En tant qu’investisseur, votre métier consiste à allouer au mieux le capital qui vous est confié. Grâce à vous, grâce à votre métier, des entreprises peuvent grandir et durer. Du grand pouvoir dont vous disposez découlent de grandes responsabilités : à chaque fois que vous aidez une entreprise à développer ses activités, vous avez une responsabilité indirecte dans les activités en question. Vos décisions ne sont pas que des choix d’allocation, vos décisions ont des effets sur des secteurs tout entiers. En clair, il y a un lien entre vos financements et les émissions de gaz à effet de serre (GES) des entreprises que vous financez.

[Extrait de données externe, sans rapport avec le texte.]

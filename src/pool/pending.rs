// src/pool/pending.rs

//! Completion tracking for the plans of one pool.

use tokio::sync::watch;

/// How a wait on [`PendingPlans`] ended.
#[derive(Debug, Clone, Copy, PartialEq, Eq)]
pub enum Drained {
    /// Every plan finished.
    Completed,
    /// A worker hit a fatal fault; remaining plans will never finish.
    Faulted,
}

#[derive(Debug, Clone, Copy)]
struct Progress {
    remaining: usize,
    faulted: bool,
}

/// A countdown of unfinished plans that async callers can wait on.
#[derive(Debug)]
pub struct PendingPlans {
    tx: watch::Sender<Progress>,
}

impl PendingPlans {
    pub fn new(count: usize) -> Self {
        let (tx, _rx) = watch::channel(Progress {
            remaining: count,
            faulted: false,
        });
        Self { tx }
    }

    /// Mark one plan as finished.
    pub fn done(&self) {
        self.tx
            .send_modify(|p| p.remaining = p.remaining.saturating_sub(1));
    }

    /// Wake every waiter with [`Drained::Faulted`].
    pub fn fault(&self) {
        self.tx.send_modify(|p| p.faulted = true);
    }

    pub fn remaining(&self) -> usize {
        self.tx.borrow().remaining
    }

    /// Wait until every plan has finished or a fault was reported.
    pub async fn wait(&self) -> Drained {
        let mut rx = self.tx.subscribe();
        // The sender lives as long as `self`, so the channel cannot close
        // while we wait.
        let faulted = match rx.wait_for(|p| p.remaining == 0 || p.faulted).await {
            Ok(progress) => progress.faulted,
            Err(_) => true,
        };

        if faulted {
            Drained::Faulted
        } else {
            Drained::Completed
        }
    }
}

Comme les activités des entreprises que vous financez génèrent des émissions, vous pouvez vous attribuer une partie de ces émissions — au prorata de votre investissement dans telle ou telle entreprise. Dit autrement, les émissions causées par votre portefeuille d’investissement peuvent se retrouver dans votre propre comptabilité carbone. Quand c’est le cas, on parle alors d’émissions financées. Exemple : si vous détenez 10 % d’une entreprise qui émet 200 tCO2e par an, alors vos émissions financées s’élèvent à 20 tCO2e par an.
Voici comment fonctionne le calcul des émissions financées.
En faisant la somme de vos émissions financées, vous pouvez calculer l’empreinte carbone de votre portefeuille. C’est par exemple ce qu’on fait les trois sociétés de gestion suivantes en 2022 :
Les sociétés de gestion qui modélisent leurs émissions financées le font généralement pour l’une des trois raisons suivantes.
Si nous vivions dans un monde idéal, toutes les entreprises de votre portefeuille feraient leur bilan carbone chaque année. Et si c’était le cas, votre campagne de reporting ESG se bouclerait toute seule ou presque. Mais nous ne vivons pas dans un monde idéal. Votre cas est donc sans doute plus compliqué que ça.
Dans le monde réel, il y a toujours des entreprises qui n’ont pas de données carbone à fournir — pour la simple et bonne raison qu’elles ne les ont pas calculées. Pour combler les trous dans la raquette de votre côté, en tant qu’investisseur, vous devez donc modéliser les données carbones manquantes.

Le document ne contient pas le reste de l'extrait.